Can someone please explain to me what happened to Val Kilmer? I can remember the days when he was an A-list celebrity and in some of the highest grossing films of the 90s. He was the Iceman in Top Gun, Doc Holiday in Tombstone, and he even put on the cape and cowl for Batman Forever. My point is that at one time the name Val Kilmer actually meant something to a film, but any more it seems he has disappeared into obscurity, and that bothers me. Sure, the famous can’t rule the top forever, but Kilmer still has the acting chops and deserves a career revival; his part in Kiss Kiss Bang Bang goes down as one of my favorite P.I. roles on the big screen. Sure people have every right to disagree with me, but I’m certain that everyone can agree he deserves better than being in 7 Below.
The film kicks off in a home in the middle of nowhere. A mother is trying to get her children settled for bed when her foster child ends up slaughtering her and the rest of the family. It’s not a bad start, but this is nothing the average horror fan hasn’t seen before. The film jumps ahead a hundred years to present day where five strangers are stuffed in a shuttle bus on vacation. Following a stop at the gas station the shuttle bus is back on the road where everything is fine till a lady in a white dress appears in the middle of the road causing the bus to swerve off the road and into a tree. With one dead driver and a nasty storm on the way our strangers are rescued by Jack (Ving Rhames) who kindly offers to bring them home so they can use his phone and get out of the storm. But we know something just isn’t right about Jack or the ominous storm lurking in the distance.
It’s at the house where the rest of the film unfolds. With Bill (Val Kilmer) upstairs mending a concussion, the others begin to second guess their decision in coming to this house in the middle of nowhere. At this point this storm of the century is supposed to be wreaking havoc in and around all the counties the house is located in, but we never see or even feel our characters are in any real danger. Trees are supposed to be down and roads are blocked, but our characters never have to confront this threat, and it just feels unnecessary. The threat is within the house, as it seems it is the 100th anniversary and the murders from the past are being relived, and the new houseguests are its present-day victims.

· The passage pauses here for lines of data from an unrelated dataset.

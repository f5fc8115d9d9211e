//! Engine error types.

use thiserror::Error;

use crate::world::WorldError;

/// Errors surfaced by spec construction, configuration and submission.
#[derive(Debug, Error)]
pub enum EffectError {
    /// A spec or shape was malformed.
    #[error("Invalid argument: {0}")]
    InvalidArgument(String),

    /// Configuration values are out of range.
    #[error("Invalid configuration: {0}")]
    InvalidConfig(String),

    /// The runtime was stopped; no further effects are accepted.
    #[error("Effect engine is stopped")]
    EngineStopped,

    /// The host world refused to spawn a proxy body.
    #[error("Failed to spawn proxy body: {0}")]
    Spawn(#[from] WorldError),

    /// Reading a config file failed.
    #[error("Config I/O error: {0}")]
    Io(#[from] std::io::Error),

    /// A config file could not be parsed.
    #[error("Config parse error: {0}")]
    ConfigParse(#[from] serde_json::Error),
}

impl EffectError {
    /// Shorthand for [`EffectError::InvalidArgument`].
    pub fn invalid(msg: impl Into<String>) -> Self {
        Self::InvalidArgument(msg.into())
    }
}

/// Result alias for engine operations.
pub type Result<T, E = EffectError> = std::result::Result<T, E>;
impl EntityInner {
    fn bind_rig(&self, body: BodyId, rig: Option<&RigSpec>) -> bool {
        let Some(rig) = rig else {
            return false;
        };
        let Some(binder) = &self.ctx.rigs else {
            warn!("No rig binder installed, {} renders without {}", body, rig.model);
            return false;
        };
        if let Err(e) = binder.attach(body, &rig.model) {
            warn!("Rig {} not bound to {}: {}", rig.model, body, e);
            return false;
        }
        if let Some(animation) = &rig.animation {
            if let Err(e) = binder.play_animation(body, &rig.model, animation) {
                warn!("Animation not started on {}: {}", body, e);
            }
        }
        true
    }

    /// First running shard with room, or a new one. Stopped shards are
    /// dropped from the list here.
    fn reserve(&self, shards: &mut Vec<Arc<Shard>>) -> Arc<Shard> {
        shards.retain(|s| {
            let running = s.is_running();
            if !running {
                debug!("Reclaiming stopped shard {}", s.id());
            }
            running
        });

        if let Some(shard) = shards.iter().find(|s| s.try_reserve()) {
            return shard.clone();
        }

        let id = self.next_shard_id.fetch_add(1, Ordering::AcqRel) + 1;
        let shard = Shard::start(id, self.ctx.clone(), &self.clock);
        shards.push(shard.clone());
        shard
    }

    /// Detach every shard and registration under the list lock, then stop
    /// the shards with the lock released.
    fn cancel_shards(&self, mut shards: MutexGuard<'_, Vec<Arc<Shard>>>) {
        let detached = std::mem::take(&mut *shards);
        let registrations: Vec<Registration> = self.ctx.registry.lock().drain().map(|(_, r)| r).collect();
        drop(shards);

        for reg in &registrations {
            reg.status.cancel();
        }
        for shard in detached {
            shard.stop_all();
        }
        // Effects still in flight between registry and shard
        for reg in registrations {
            self.ctx.world.remove_body(reg.body);
            if reg.rig {
                self.ctx.detach_rig(reg.body);
            }
        }
    }
}

impl Canceller for EntityInner {
    fn cancel_effect(&self, id: EffectId) {
        let Some(reg) = self.ctx.registry.lock().remove(&id) else {
            return;
        };
        reg.status.cancel();
        self.ctx.world.remove_body(reg.body);
        if reg.rig {
            self.ctx.detach_rig(reg.body);
        }
        if let Some(shard) = reg.shard.upgrade() {
            shard.release_member();
        }
        debug!("Entity effect {} cancelled", id);
    }
}
//! Proposal requests
//!
//! Validation and script construction for new multi-signature
//! transactions. Chain lookups (block count, fees, contract state) are
//! done by the engine; everything here is pure.

use std::collections::BTreeSet;

use super::account::Account;
use super::error::SettlementError;
use super::transaction::TransactionKind;
use super::witness::{AdditionalSigner, FeePayer, WitnessPlan};
use crate::core::{parse_amount, ContractParameter, ScriptBuilder, ScriptHash};
use crate::crypto::PublicKey;

/// What the proposer wants the account to do
#[derive(Clone, Debug, PartialEq, Eq)]
pub enum ProposalKind {
    Invoke {
        contract: ScriptHash,
        method: String,
        params: Vec<ContractParameter>,
    },
    /// NEP-17 transfer; `amount` is a decimal string in token units
    Transfer {
        asset: ScriptHash,
        to: ScriptHash,
        amount: String,
    },
}

impl ProposalKind {
    /// Contract that must be deployed for the proposal to make sense
    pub fn target(&self) -> ScriptHash {
        match self {
            ProposalKind::Invoke { contract, .. } => *contract,
            ProposalKind::Transfer { asset, .. } => *asset,
        }
    }
}

/// A request to create a new transaction for an account
#[derive(Clone, Debug)]
pub struct ProposalRequest {
    pub account: ScriptHash,
    pub proposer: PublicKey,
    pub kind: ProposalKind,
    pub fee_payer: FeePayer,
    pub additional: Option<AdditionalSigner>,
}

impl ProposalRequest {
    /// Check the request against the account and derive its witness plan
    pub fn plan(&self, account: &Account) -> Result<WitnessPlan, SettlementError> {
        if !account.is_owner(&self.proposer) {
            return Err(SettlementError::NotAuthorized(self.proposer.address()));
        }
        if let FeePayer::Owner(key) = &self.fee_payer {
            if !account.is_owner(key) {
                return Err(SettlementError::InvalidProposal(format!(
                    "fee payer {} is neither the account nor one of its owners",
                    key.address()
                )));
            }
        }

        let plan = WitnessPlan::new(self.fee_payer.clone(), self.additional.clone());
        let mut seen = BTreeSet::new();
        for signer in plan.signers(account) {
            if !seen.insert(signer.account) {
                return Err(SettlementError::InvalidProposal(format!(
                    "signer {} appears twice",
                    signer.account.to_address()
                )));
            }
        }
        Ok(plan)
    }

    /// Record kind stored with the transaction
    pub fn record_kind(&self) -> TransactionKind {
        match &self.kind {
            ProposalKind::Invoke {
                contract, method, ..
            } => TransactionKind::Invoke {
                contract: *contract,
                method: method.clone(),
            },
            ProposalKind::Transfer { asset, to, amount } => TransactionKind::Transfer {
                asset: *asset,
                to: *to,
                amount: amount.trim().to_string(),
            },
        }
    }
}

/// `asset.decimals()`
pub fn decimals_script(asset: &ScriptHash) -> Vec<u8> {
    let mut sb = ScriptBuilder::new();
    sb.emit_dynamic_call(asset, "decimals", &[]);
    sb.into_bytes()
}

/// `asset.transfer(from, to, amount, null)` with `amount` scaled by `decimals`
pub fn transfer_script(
    asset: &ScriptHash,
    from: &ScriptHash,
    to: &ScriptHash,
    amount: &str,
    decimals: u8,
) -> Result<Vec<u8>, SettlementError> {
    let units = parse_amount(amount, decimals)?;
    if units <= 0 {
        return Err(SettlementError::InvalidProposal(format!(
            "transfer amount must be positive: {}",
            amount
        )));
    }
    let mut sb = ScriptBuilder::new();
    sb.emit_dynamic_call(
        asset,
        "transfer",
        &[
            ContractParameter::Hash160(*from),
            ContractParameter::Hash160(*to),
            ContractParameter::Integer(units),
            ContractParameter::Any,
        ],
    );
    Ok(sb.into_bytes())
}

/// Script for a generic invocation
pub fn invoke_script(contract: &ScriptHash, method: &str, params: &[ContractParameter]) -> Vec<u8> {
    let mut sb = ScriptBuilder::new();
    sb.emit_dynamic_call(contract, method, params);
    sb.into_bytes()
}

#[cfg(test)]
mod tests {
    use super::*;
    use crate::core::script::{interop, interop_id, opcode};
    use crate::crypto::KeyPair;

    fn account() -> (Vec<KeyPair>, Account) {
        let owners: Vec<KeyPair> = (0..3).map(|_| KeyPair::generate()).collect();
        let account = Account::new(
            2,
            owners.iter().map(|k| k.public_key.clone()).collect(),
            None,
        )
        .unwrap();
        (owners, account)
    }

    fn request(account: &Account, proposer: PublicKey) -> ProposalRequest {
        ProposalRequest {
            account: account.script_hash(),
            proposer,
            kind: ProposalKind::Transfer {
                asset: ScriptHash::from_bytes([1; 20]),
                to: ScriptHash::from_bytes([2; 20]),
                amount: " 1.5 ".to_string(),
            },
            fee_payer: FeePayer::Account,
            additional: None,
        }
    }

    #[test]
    fn test_proposer_must_be_owner() {
        let (owners, account) = account();
        assert!(request(&account, owners[0].public_key.clone())
            .plan(&account)
            .is_ok());

        let outsider = KeyPair::generate().public_key;
        assert!(matches!(
            request(&account, outsider).plan(&account),
            Err(SettlementError::NotAuthorized(_))
        ));
    }

    #[test]
    fn test_fee_payer_must_be_owner() {
        let (owners, account) = account();
        let mut req = request(&account, owners[0].public_key.clone());
        req.fee_payer = FeePayer::Owner(owners[1].public_key.clone());
        assert_eq!(req.plan(&account).unwrap().slots().len(), 2);

        req.fee_payer = FeePayer::Owner(KeyPair::generate().public_key);
        assert!(matches!(
            req.plan(&account),
            Err(SettlementError::InvalidProposal(_))
        ));
    }

    #[test]
    fn test_duplicate_signers_rejected() {
        let (owners, account) = account();
        let mut req = request(&account, owners[0].public_key.clone());
        req.fee_payer = FeePayer::Owner(owners[1].public_key.clone());
        req.additional = Some(AdditionalSigner::Key(owners[1].public_key.clone()));
        assert!(matches!(
            req.plan(&account),
            Err(SettlementError::InvalidProposal(_))
        ));

        req.fee_payer = FeePayer::Account;
        req.additional = Some(AdditionalSigner::Contract(account.script_hash()));
        assert!(matches!(
            req.plan(&account),
            Err(SettlementError::InvalidProposal(_))
        ));
    }

    #[test]
    fn test_record_kind_trims_amount() {
        let (owners, account) = account();
        let req = request(&account, owners[0].public_key.clone());
        match req.record_kind() {
            TransactionKind::Transfer { amount, .. } => assert_eq!(amount, "1.5"),
            other => panic!("unexpected kind {:?}", other),
        }
        assert_eq!(req.kind.target(), ScriptHash::from_bytes([1; 20]));
    }

    #[test]
    fn test_transfer_script_layout() {
        let asset = ScriptHash::from_bytes([0xcf; 20]);
        let from = ScriptHash::from_bytes([1; 20]);
        let to = ScriptHash::from_bytes([2; 20]);
        let script = transfer_script(&asset, &from, &to, "1.5", 8).unwrap();

        // null data argument comes first, then 150_000_000 as PUSHINT32
        assert_eq!(script[0], opcode::PUSHNULL);
        assert_eq!(script[1], opcode::PUSHINT32);
        assert_eq!(&script[2..6], &150_000_000u32.to_le_bytes());
        assert_eq!(&script[script.len() - 4..], &interop_id(interop::CONTRACT_CALL));
        assert!(script
            .windows(8)
            .any(|w| w == b"transfer"));
    }

    #[test]
    fn test_transfer_amount_validation() {
        let asset = ScriptHash::from_bytes([0xcf; 20]);
        let from = ScriptHash::ZERO;
        assert!(matches!(
            transfer_script(&asset, &from, &from, "0", 8),
            Err(SettlementError::InvalidProposal(_))
        ));
        assert!(matches!(
            transfer_script(&asset, &from, &from, "1.123", 2),
            Err(SettlementError::Parse(_))
        ));
    }

    #[test]
    fn test_decimals_script_has_no_arguments() {
        let script = decimals_script(&ScriptHash::from_bytes([3; 20]));
        assert_eq!(script[0], opcode::NEWARRAY0);
    }
}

What hurts this film the most is the relationships of the characters. It’s a low-budget horror film, so this isn’t the film where I expect the kind of character depth as you would find in The Shining, but it would be nice to at least come off somewhat believable. The married couple Bill and Elizabeth is developed so poorly, and there is zero chemistry between the two. Just because they are a couple in a bad marriage doesn’t mean they should act like total strangers around each other. The film had many chances to delve into this relationship and their skeleton-filled closet, but instead it was ignored to spend time following even less interesting characters. The character of Jack is shrouded in mystery, and even when his past gets a reveal I couldn’t care less. Apparently the writers didn’t care enough about the depth about their characters, so why should the audience care what happens to them?
As the film plods along the body count increases, and I began to care less and less about the outcome that I had figured out much sooner than I had hoped. By the time the film reaches its climax I couldn’t have been more relieved to know the end was nearly in sight. I don’t want to give the impression the film was awful. For being a low-budget indie film crammed with cliché after cliché, I still find comfort in knowing there is much worse out there. What I don’t understand is how they managed to get Kilmer and Rhames to be in this. I understand times are tight but seriously they deserve better than this.
John Ceballos
04/27/2012 @ 2:56 pm
He was so great as Gay Perry in “Kiss Kiss, Bang Bang” that it still makes me hopeful for a Kilmer comeback. (2005 wasn’t THAT long ago…wait, it kinda was.)
Brent Lorentson
05/01/2012 @ 10:41 pm
I figure if Robert Downey jr can make a come back and Charlie Sheen is still kicking around Val should have a good chance. His take on Jim Morrison is classic, then there’s Willow and Heat…Realizing how much of a closet fan boy of Kilmer I’ve been my whole life.